An illustration of what Argyle St could look like – credit Urban Movement

An illustration of what Argyle St could look like – credit Urban Movement

Civil and structural engineering firm Civic Engineers have been awarded the £1.8 million contract to help deliver the transformative ‘Avenues’ project for Glasgow City Council.

Part of the Enabling Infrastructure Integrated Public Realm (EIIPR) commission, the transformation of the ‘Avenues’ seeks to dramatically improve the quality of the city centre environment, putting people at its heart.

Focusing on seven key city-centre thoroughfares; Argyle St west, Argyle St east, St Enoch’s Square, the Underline (a pedestrian and cycle route linking Great Western Rd with the city centre), Sauchiehall Precinct, Cathedral St and North Hanover St, the aim is to improve connectivity, introduce sustainable green infrastructure through attractive streetscapes and enhancing biodiversity, protect space for cyclists and pedestrians, improve the way public transport is accommodated and transform the perceptions of the city for all those who live, work and visit.

The project is supported by the £1.13 billion Glasgow City Region City Deal, which has funding of £115m for Glasgow city centre projects.

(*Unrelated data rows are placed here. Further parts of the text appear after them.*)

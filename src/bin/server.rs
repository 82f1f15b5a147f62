use axum::{
    Json, Router,
    http::StatusCode,
    routing::{get, post},
};
use board_cut::{OptimizationResult, PieceDemand, Settings};
use serde::{Deserialize, Serialize};
use tower_http::trace::{DefaultMakeSpan, DefaultOnResponse, TraceLayer};
use tracing::Level;

#[derive(Deserialize, Serialize)]
struct OptimizeRequest {
    #[serde(default)]
    settings: Settings,
    pieces: Vec<PieceDemand>,
}

async fn optimize(
    Json(req): Json<OptimizeRequest>,
) -> Result<Json<OptimizationResult>, (StatusCode, String)> {
    tracing::info!(
        body = serde_json::to_string(&req).unwrap_or_default(),
        "POST /optimize"
    );

    req.settings
        .validate()
        .map_err(|e| (StatusCode::BAD_REQUEST, e.to_string()))?;

    let result = board_cut::optimize(&req.pieces, &req.settings);
    if !result.unplaced_pieces.is_empty() {
        tracing::warn!(
            unplaced = result.unplaced_pieces.len(),
            "some pieces exceed the board size"
        );
    }

    Ok(Json(result))
}

fn app() -> Router {
    Router::new()
        .route("/up", get(|| async { "ok" }))
        .route("/optimize", post(optimize))
        .layer(
            TraceLayer::new_for_http()
                .make_span_with(DefaultMakeSpan::new().level(Level::INFO))
                .on_response(DefaultOnResponse::new().level(Level::INFO)),
        )
}

fn main() {
    let log_path = std::env::var("LOG_FILE").unwrap_or_else(|_| "development.log".to_string());
    let log_file = std::fs::OpenOptions::new()
        .create(true)
        .append(true)
        .open(&log_path)
        .unwrap_or_else(|e| panic!("failed to open {log_path}: {e}"));

    tracing_subscriber::fmt()
        .with_writer(log_file)
        .with_target(false)
        .with_ansi(false)
        .with_max_level(Level::INFO)
        .init();

    // Held for the lifetime of the process so queued events are flushed on exit
    let _sentry = std::env::var("SENTRY_DSN").ok().map(|dsn| {
        sentry::init((
            dsn,
            sentry::ClientOptions {
                release: sentry::release_name!(),
                ..Default::default()
            },
        ))
    });

    tokio::runtime::Builder::new_multi_thread()
        .enable_all()
        .build()
        .expect("failed to build tokio runtime")
        .block_on(serve());
}

async fn serve() {
    let port = std::env::var("PORT").unwrap_or_else(|_| "3001".to_string());
    let addr = format!("0.0.0.0:{port}");

    let listener = tokio::net::TcpListener::bind(&addr).await.unwrap();
    eprintln!("Listening on {addr}");
    axum::serve(listener, app()).await.unwrap();
}
use crate::types::{PieceDemand, Size};

/// Fill colours keyed by [`UnitPiece::palette_index`]. Renderers pick from here.
pub const PALETTE: [&str; 8] = [
    "#fca5a5", // red
    "#fde047", // yellow
    "#86efac", // green
    "#93c5fd", // blue
    "#d8b4fe", // purple
    "#fdba74", // orange
    "#94a3b8", // slate
    "#5eead4", // teal
];

pub fn palette_color(index: usize) -> &'static str {
    PALETTE[index % PALETTE.len()]
}

/// One physical copy of a demanded piece.
#[derive(Debug, Clone, PartialEq)]
pub struct UnitPiece {
    pub instance_id: String,
    pub original_id: String,
    pub size: Size,
    pub palette_index: usize,
    pub label: String,
}

/// Expands demands into unit pieces, largest area first.
///
/// Invalid demands are skipped without consuming a palette slot. Pieces of
/// equal area keep their expansion order.
pub fn expand_demands(demands: &[PieceDemand]) -> Vec<UnitPiece> {
    let mut pieces = Vec::new();
    for (pos, d) in demands.iter().filter(|d| d.is_valid()).enumerate() {
        let size = d.size();
        let label = d.label.clone().unwrap_or_else(|| size.to_string());
        for k in 0..d.quantity {
            pieces.push(UnitPiece {
                instance_id: format!("{}-{}", d.id, k),
                original_id: d.id.clone(),
                size,
                palette_index: pos % PALETTE.len(),
                label: label.clone(),
            });
        }
    }
    // sort_by is stable
    pieces.sort_by(|a, b| b.size.area().total_cmp(&a.size.area()));
    pieces
}
use std::str::FromStr;

use serde::{Deserialize, Deserializer, Serialize};

use crate::error::{Error, Result};

/// Width and height of a piece or board, in millimetres.
#[derive(Debug, Clone, Copy, PartialEq, Serialize, Deserialize)]
pub struct Size {
    pub w: f64,
    pub h: f64,
}

impl Size {
    pub fn new(w: f64, h: f64) -> Self {
        Self { w, h }
    }

    pub fn area(&self) -> f64 {
        self.w * self.h
    }

    pub fn rotated(&self) -> Self {
        Self {
            w: self.h,
            h: self.w,
        }
    }

    pub fn is_square(&self) -> bool {
        self.w == self.h
    }

    pub fn fits_in(&self, other: &Size) -> bool {
        self.w <= other.w && self.h <= other.h
    }
}

impl std::fmt::Display for Size {
    fn fmt(&self, f: &mut std::fmt::Formatter<'_>) -> std::fmt::Result {
        write!(f, "{}x{}", self.w, self.h)
    }
}

impl FromStr for Size {
    type Err = Error;

    /// Parses `WxH`, e.g. `2440x1220`. Both sides must be positive.
    fn from_str(s: &str) -> Result<Self> {
        let invalid = || Error::InvalidDimensions(s.to_string());
        let (w, h) = s.split_once('x').ok_or_else(invalid)?;
        let w = w.trim().parse::<f64>().map_err(|_| invalid())?;
        let h = h.trim().parse::<f64>().map_err(|_| invalid())?;
        if !(w > 0.0 && h > 0.0 && w.is_finite() && h.is_finite()) {
            return Err(invalid());
        }
        Ok(Size::new(w, h))
    }
}

/// Axis-aligned rectangle in board-local coordinates, origin at the top-left.
#[derive(Debug, Clone, Copy, PartialEq, Serialize, Deserialize)]
pub struct Rect {
    pub x: f64,
    pub y: f64,
    pub w: f64,
    pub h: f64,
}

impl Rect {
    pub fn new(x: f64, y: f64, w: f64, h: f64) -> Self {
        Self { x, y, w, h }
    }

    pub fn at(x: f64, y: f64, size: Size) -> Self {
        Self::new(x, y, size.w, size.h)
    }

    pub fn size(&self) -> Size {
        Size::new(self.w, self.h)
    }

    pub fn area(&self) -> f64 {
        self.w * self.h
    }

    /// True when the rectangle has no usable extent on at least one axis.
    pub fn is_degenerate(&self) -> bool {
        self.w <= 0.0 || self.h <= 0.0
    }

    pub fn right(&self) -> f64 {
        self.x + self.w
    }

    pub fn bottom(&self) -> f64 {
        self.y + self.h
    }

    /// Overlap with positive area. Rectangles sharing only an edge do not intersect.
    pub fn intersects(&self, other: &Rect) -> bool {
        self.x < other.right()
            && other.x < self.right()
            && self.y < other.bottom()
            && other.y < self.bottom()
    }

    pub fn contains(&self, other: &Rect) -> bool {
        other.x >= self.x
            && other.y >= self.y
            && other.right() <= self.right()
            && other.bottom() <= self.bottom()
    }
}

/// A requested piece type and how many copies of it are needed.
///
/// Entries with a non-positive width, height or quantity are accepted here and
/// silently skipped by the optimizer.
#[derive(Debug, Clone, PartialEq, Serialize, Deserialize)]
#[serde(rename_all = "camelCase")]
pub struct PieceDemand {
    pub id: String,
    pub width: f64,
    pub height: f64,
    #[serde(deserialize_with = "deserialize_quantity")]
    pub quantity: i64,
    #[serde(default, skip_serializing_if = "Option::is_none")]
    pub label: Option<String>,
}

impl PieceDemand {
    pub fn new(id: impl Into<String>, width: f64, height: f64, quantity: i64) -> Self {
        Self {
            id: id.into(),
            width,
            height,
            quantity,
            label: None,
        }
    }

    pub fn with_label(mut self, label: impl Into<String>) -> Self {
        self.label = Some(label.into());
        self
    }

    pub fn size(&self) -> Size {
        Size::new(self.width, self.height)
    }

    pub fn is_valid(&self) -> bool {
        self.width > 0.0 && self.height > 0.0 && self.quantity > 0
    }

    /// Parses `WxH:qty` or `WxH:qty:id`. `default_id` is used when no id is given.
    pub fn parse(s: &str, default_id: &str) -> Result<Self> {
        let invalid = || Error::InvalidPiece(s.to_string());
        let mut parts = s.splitn(3, ':');
        let size = parts
            .next()
            .ok_or_else(invalid)?
            .parse::<Size>()
            .map_err(|_| invalid())?;
        let qty = parts
            .next()
            .ok_or_else(invalid)?
            .trim()
            .parse::<i64>()
            .map_err(|_| invalid())?;
        if qty <= 0 {
            return Err(invalid());
        }
        let id = match parts.next() {
            Some(id) if !id.trim().is_empty() => id.trim(),
            Some(_) => return Err(invalid()),
            None => default_id,
        };
        Ok(PieceDemand::new(id, size.w, size.h, qty))
    }
}

/// Accepts any JSON number as a quantity. Fractional values round up, so
/// `2.5` requests three copies.
pub fn deserialize_quantity<'de, D>(deserializer: D) -> std::result::Result<i64, D::Error>
where
    D: Deserializer<'de>,
{
    let value = f64::deserialize(deserializer)?;
    if !value.is_finite() {
        return Err(serde::de::Error::custom("quantity must be a finite number"));
    }
    Ok(value.ceil() as i64)
}

/// How the placement engine picks a board for each piece.
#[derive(Debug, Clone, Copy, Default, PartialEq, Eq, Serialize, Deserialize)]
#[serde(rename_all = "camelCase")]
pub enum BoardSearch {
    /// Best-area-fit across every free rectangle of every open board.
    #[default]
    Global,
    /// Best-area-fit within the first open board that admits the piece.
    FirstFit,
}

#[derive(Debug, Clone, Copy, PartialEq, Serialize, Deserialize)]
#[serde(rename_all = "camelCase", default)]
pub struct Settings {
    pub board_width: f64,
    pub board_height: f64,
    pub kerf: f64,
    pub allow_rotation: bool,
    pub search: BoardSearch,
}

impl Settings {
    pub const DEFAULT_BOARD_WIDTH: f64 = 2440.0;
    pub const DEFAULT_BOARD_HEIGHT: f64 = 1220.0;
    pub const DEFAULT_KERF: f64 = 3.0;

    pub fn new(board_width: f64, board_height: f64, kerf: f64) -> Self {
        Self {
            board_width,
            board_height,
            kerf,
            ..Self::default()
        }
    }

    pub fn board(&self) -> Size {
        Size::new(self.board_width, self.board_height)
    }

    pub fn validate(&self) -> Result<()> {
        let (w, h) = (self.board_width, self.board_height);
        if !(w > 0.0 && h > 0.0 && w.is_finite() && h.is_finite()) {
            return Err(Error::InvalidBoard {
                width: w,
                height: h,
            });
        }
        if !(self.kerf >= 0.0 && self.kerf.is_finite()) {
            return Err(Error::InvalidKerf(self.kerf));
        }
        Ok(())
    }
}

impl Default for Settings {
    fn default() -> Self {
        Self {
            board_width: Self::DEFAULT_BOARD_WIDTH,
            board_height: Self::DEFAULT_BOARD_HEIGHT,
            kerf: Self::DEFAULT_KERF,
            allow_rotation: true,
            search: BoardSearch::Global,
        }
    }
}

/// Final position of one unit piece. `w`/`h` are post-rotation.
#[derive(Debug, Clone, PartialEq, Serialize, Deserialize)]
#[serde(rename_all = "camelCase")]
pub struct PlacedPiece {
    #[serde(flatten)]
    pub rect: Rect,
    pub instance_id: String,
    pub original_id: String,
    pub palette_index: usize,
    pub label: String,
    pub rotated: bool,
}

#[derive(Debug, Clone, PartialEq, Serialize, Deserialize)]
#[serde(rename_all = "camelCase")]
pub struct Board {
    pub id: u32,
    pub width: f64,
    pub height: f64,
    pub placed_pieces: Vec<PlacedPiece>,
    pub free_rects: Vec<Rect>,
    pub efficiency: f64,
    pub waste: f64,
}

impl Board {
    pub fn bounds(&self) -> Rect {
        Rect::new(0.0, 0.0, self.width, self.height)
    }
}

#[derive(Debug, Clone, PartialEq, Serialize, Deserialize)]
#[serde(rename_all = "camelCase")]
pub struct OptimizationResult {
    pub boards: Vec<Board>,
    pub total_boards: usize,
    pub total_efficiency: f64,
    pub total_waste: f64,
    pub unplaced_pieces: Vec<PieceDemand>,
}

impl OptimizationResult {
    pub fn placed_count(&self) -> usize {
        self.boards.iter().map(|b| b.placed_pieces.len()).sum()
    }

    pub fn unplaced_count(&self) -> usize {
        self.unplaced_pieces.len()
    }
}
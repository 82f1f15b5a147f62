use crate::types::Board;

/// Share of `total_area` covered by `used_area`, in percent. Kerf is not used area.
pub fn efficiency(used_area: f64, total_area: f64) -> f64 {
    if total_area > 0.0 {
        used_area / total_area * 100.0
    } else {
        0.0
    }
}

/// Fills in `efficiency` and `waste` for one board from its placed pieces.
pub fn apply_board_stats(board: &mut Board) {
    let used: f64 = board.placed_pieces.iter().map(|p| p.rect.area()).sum();
    board.efficiency = efficiency(used, board.width * board.height);
    board.waste = 100.0 - board.efficiency;
}

/// Aggregate `(efficiency, waste)` over boards.
///
/// Efficiency is the plain mean of the per-board figures: a nearly empty last
/// board pulls the total down as much as a full one pushes it up.
pub fn summarize(boards: &[Board]) -> (f64, f64) {
    if boards.is_empty() {
        return (0.0, 0.0);
    }
    let mean = boards.iter().map(|b| b.efficiency).sum::<f64>() / boards.len() as f64;
    (mean, 100.0 - mean)
}

#[cfg(test)]
mod tests {
    use super::*;
    use crate::types::{PlacedPiece, Rect};

    fn board_with(pieces: &[Rect]) -> Board {
        Board {
            id: 1,
            width: 100.0,
            height: 100.0,
            placed_pieces: pieces
                .iter()
                .enumerate()
                .map(|(i, r)| PlacedPiece {
                    rect: *r,
                    instance_id: format!("p-{i}"),
                    original_id: "p".to_string(),
                    palette_index: 0,
                    label: String::new(),
                    rotated: false,
                })
                .collect(),
            free_rects: Vec::new(),
            efficiency: 0.0,
            waste: 100.0,
        }
    }

    #[test]
    fn test_board_stats() {
        let mut b = board_with(&[
            Rect::new(0.0, 0.0, 50.0, 50.0),
            Rect::new(50.0, 0.0, 50.0, 50.0),
        ]);
        apply_board_stats(&mut b);
        assert!((b.efficiency - 50.0).abs() < 1e-9);
        assert!((b.waste - 50.0).abs() < 1e-9);
    }

    #[test]
    fn test_empty_board_is_all_waste() {
        let mut b = board_with(&[]);
        apply_board_stats(&mut b);
        assert_eq!(b.efficiency, 0.0);
        assert_eq!(b.waste, 100.0);
    }

    #[test]
    fn test_zero_area_board() {
        assert_eq!(efficiency(10.0, 0.0), 0.0);
    }

    #[test]
    fn test_total_is_unweighted_mean() {
        // 9 pieces on the first board, 1 on the second: still a plain 50/50 average
        let mut full = board_with(&[]);
        full.placed_pieces = (0..9)
            .map(|i| PlacedPiece {
                rect: Rect::new(i as f64 * 10.0, 0.0, 10.0, 100.0),
                instance_id: format!("p-{i}"),
                original_id: "p".to_string(),
                palette_index: 0,
                label: String::new(),
                rotated: false,
            })
            .collect();
        let mut sparse = board_with(&[Rect::new(0.0, 0.0, 10.0, 100.0)]);
        apply_board_stats(&mut full);
        apply_board_stats(&mut sparse);
        assert!((full.efficiency - 90.0).abs() < 1e-9);
        assert!((sparse.efficiency - 10.0).abs() < 1e-9);

        let (eff, waste) = summarize(&[full, sparse]);
        assert!((eff - 50.0).abs() < 1e-9);
        assert!((waste - 50.0).abs() < 1e-9);
    }

    #[test]
    fn test_no_boards() {
        assert_eq!(summarize(&[]), (0.0, 0.0));
    }
}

Civic Engineers have been appointed to lead the multidisciplinary design team who will take the project from concept design and public consultation through to developed design stage. The company, which has studios in Glasgow, Manchester, Leeds and London employs over 80 people and has extensive experience of delivering award winning public realm projects, which have been proven to help transform areas.

They will be working with design practice Urban Movement and the Social Value Consultancy who will focus on being able to measure and demonstrate the social, economic, health and environmental benefits of the introduction of the scheme.

The project gets underway in November starting with Argyle St and it is planned to complete in 2022.

Founding director of Civic Engineers, Stephen O’Malley, said: “The ‘Avenues’ project is an ambitious, forward thinking initiative which will transform the streetscapes of the city centre and how those who live, work and visit Glasgow experience them. We are proud to have been appointed to lead the team delivering the project. Our considerable experience, working alongside companies such as Urban Movement and Social Value Consultancy, means we have the experience to deliver public realm improvements that bring real economic, social and environmental benefits and ultimately help to deliver a healthier city centre for Glasgow.”

Councillor Kenny McLean, city convener for neighbourhoods, housing and public realm at Glasgow City Council, said: “This project will play a key role in our plans for the further development of Glasgow city centre.  The ‘Avenues’ will become an attractive feature for everyone who uses the area, whether for work, study, shopping, eating and dining, clubbing and theatre-going, or as a resident, and we look forward to working with partner organisations to deliver this project which will change the face of the city centre for the better.”

The EIIPR commission is commonly referred to as the ‘Avenues’ project due to its aspiration for both green infrastructure and avenues of trees in Glasgow city centre.